The Company is aware that there is limited institutional investor appetite for a
Company of the size of NBA Quantum. The Directors do not therefore consider that
the Company will be able to attract and maintain an institutional investor base,
especially in light of the current economic environment.


In light of the factors detailed above, the Directors have concluded that the
Cancellation be in the interests of the Company and its Shareholders as a whole.


Rule 41 of the AIM Rules for Companies requires an AIM company which wishes the
London Stock Exchange to cancel admission of its shares to trading on AIM to
notify such intended cancellation and separately inform the London Stock
Exchange of its preferred cancellation date at least 20 business days prior to
such date. The Cancellation is conditional upon the consent of not less than 75
per cent of votes cast by Shareholders given at the General Meeting.

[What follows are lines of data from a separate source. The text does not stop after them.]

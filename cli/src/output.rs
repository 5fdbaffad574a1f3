//! Console output formatter for council results

use colored::Colorize;
use council_domain::CouncilBundle;

/// Formats council bundles for console display
pub struct ConsoleFormatter;

impl ConsoleFormatter {
    /// Format the complete bundle, stage by stage
    pub fn format(bundle: &CouncilBundle) -> String {
        let mut output = String::new();

        output.push_str(&Self::header("LLM Council Results"));
        output.push('\n');

        if let Some(title) = &bundle.title {
            output.push_str(&format!("{} {}\n\n", "Title:".cyan().bold(), title));
        }

        output.push_str(&format!(
            "{} {}\n\n",
            "Question:".cyan().bold(),
            bundle.question
        ));

        output.push_str(&format!(
            "{} {}\n\n",
            "Members:".cyan().bold(),
            bundle.members.join(", ")
        ));

        output.push_str(&Self::section_header("Stage 1: Member Answers"));
        for answer in &bundle.stage1 {
            output.push_str(&format!(
                "\n{}\n{}\n",
                format!("-- {} --", answer.model).yellow().bold(),
                answer.content
            ));
        }

        if !bundle.stage2.is_empty() {
            output.push_str(&Self::section_header("Stage 2: Peer Rankings"));
            for ranking in &bundle.stage2 {
                let order = if ranking.has_ranking() {
                    ranking
                        .parsed_order
                        .iter()
                        .map(|l| l.as_str().to_string())
                        .collect::<Vec<_>>()
                        .join(" > ")
                } else {
                    "(no ranking found)".to_string()
                };
                output.push_str(&format!(
                    "\n{}\n{}\n",
                    format!("-- {} ranked --", ranking.judge).yellow().bold(),
                    order
                ));
            }
        }

        if !bundle.aggregate.is_empty() {
            output.push_str(&format!("\n{}\n", "Consensus Ranking:".cyan().bold()));
            for (position, entry) in bundle.aggregate.iter().enumerate() {
                output.push_str(&format!(
                    "  {}. {} (avg rank {:.2}, {} rankings)\n",
                    position + 1,
                    entry.model,
                    entry.average_rank,
                    entry.rankings_count
                ));
            }
        }

        output.push_str(&Self::section_header("Stage 3: Final Synthesis"));
        output.push_str(&format!(
            "\n{}\n\n{}\n",
            format!("Lead: {}", bundle.stage3.model).yellow().bold(),
            bundle.stage3.content
        ));

        output.push_str(&Self::footer());

        output
    }

    /// Format as JSON
    pub fn format_json(bundle: &CouncilBundle) -> String {
        serde_json::to_string_pretty(bundle).unwrap_or_else(|_| "{}".to_string())
    }

    /// Format synthesis only (concise output)
    pub fn format_synthesis_only(bundle: &CouncilBundle) -> String {
        let mut output = String::new();

        output.push_str(&format!(
            "{}\n\n",
            "=== LLM Council Conclusion ===".cyan().bold()
        ));

        output.push_str(&format!("{} {}\n\n", "Q:".bold(), bundle.question));

        output.push_str(&format!(
            "{} {}\n\n",
            "Members consulted:".dimmed(),
            bundle.members.join(", ")
        ));

        if let Some(winner) = bundle.top_ranked() {
            output.push_str(&format!(
                "{} {} (avg rank {:.2})\n\n",
                "Top ranked:".dimmed(),
                winner.model,
                winner.average_rank
            ));
        }

        output.push_str(&bundle.stage3.content);
        output.push('\n');

        output
    }

    fn header(title: &str) -> String {
        let line = "=".repeat(60);
        format!("{}\n{:^60}\n{}", line.cyan(), title.bold(), line.cyan())
    }

    fn section_header(title: &str) -> String {
        format!("\n{}\n{}\n", title.cyan().bold(), "-".repeat(40))
    }

    fn footer() -> String {
        format!("\n{}\n", "=".repeat(60).cyan())
    }
}

#[cfg(test)]
mod tests {
    use super::*;
    use council_domain::{
        AggregateEntry, JudgeRanking, LabelMap, MemberAnswer, SynthesisResult,
    };

    fn sample_bundle() -> CouncilBundle {
        CouncilBundle {
            question: "What is 2+2?".to_string(),
            members: vec!["model/a".to_string(), "model/b".to_string()],
            stage1: vec![
                MemberAnswer::new("model/a", "Four.", None),
                MemberAnswer::new("model/b", "It is 4.", None),
            ],
            stage2: vec![JudgeRanking::new(
                "model/a",
                "FINAL RANKING:\n1. Response B\n2. Response A",
                None,
            )],
            stage3: SynthesisResult::new("model/b", "The answer is 4.", None),
            aggregate: vec![
                AggregateEntry {
                    model: "model/b".to_string(),
                    average_rank: 1.0,
                    rankings_count: 1,
                },
                AggregateEntry {
                    model: "model/a".to_string(),
                    average_rank: 2.0,
                    rankings_count: 1,
                },
            ],
            label_to_model: LabelMap::assign(&["model/a", "model/b"]),
            title: Some("Basic arithmetic".to_string()),
            usage_ids: vec![],
        }
    }

    #[test]
    fn test_full_format_includes_all_stages() {
        let text = ConsoleFormatter::format(&sample_bundle());
        assert!(text.contains("Stage 1: Member Answers"));
        assert!(text.contains("Stage 2: Peer Rankings"));
        assert!(text.contains("Stage 3: Final Synthesis"));
        assert!(text.contains("Basic arithmetic"));
        assert!(text.contains("Response B > Response A"));
    }

    #[test]
    fn test_synthesis_only_is_concise() {
        let text = ConsoleFormatter::format_synthesis_only(&sample_bundle());
        assert!(text.contains("The answer is 4."));
        assert!(text.contains("model/b (avg rank 1.00)"));
        assert!(!text.contains("Stage 1"));
    }

    #[test]
    fn test_json_is_valid() {
        let text = ConsoleFormatter::format_json(&sample_bundle());
        let value: serde_json::Value = serde_json::from_str(&text).unwrap();
        assert_eq!(value["question"], "What is 2+2?");
        assert_eq!(value["label_to_model"]["Response A"], "model/a");
    }
}
//! Configuration loading
//!
//! TOML files merged through figment, with built-in defaults lowest and
//! an explicit `--config` path highest.

pub mod file_config;
pub mod loader;

pub use file_config::{FileConfig, FileCouncilConfig, FileOpenRouterConfig, FileRetryConfig};
pub use loader::ConfigLoader;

The Company has notified the London Stock Exchange of its preferred cancellation
date and if the relevant resolution is approved at the General Meeting it is
anticipated that Cancellation will occur with effect from 7.00 a.m. on Friday 5
June 2009.

2. Effect of the Cancellation on Shareholders

The principal effects of the Cancellation would be that:


(a) there would no longer be a formal market mechanism enabling Shareholders
to trade their shares on AIM or any other market or tracking exchange;

(b) the Company would not be bound to announce material events,
administrative charges or material transactions nor to announce interim or final
results;

(c) the Company would no longer be required to comply with any of the
additional specific corporate governance requirements for companies admitted to
trading on AIM; and

(d) the Company will no longer be subject to the AIM Rules and Shareholders
will no longer be required to vote on certain matters as provided in the AIM
Rules.


The Board will, however, continue to:
(a) continue to hold general meetings in accordance with the applicable
statutory requirements and the Company's articles of association; and

(b) continue to send Shareholders copies of the Company's audited accounts in
accordance with the applicable statutory requirements.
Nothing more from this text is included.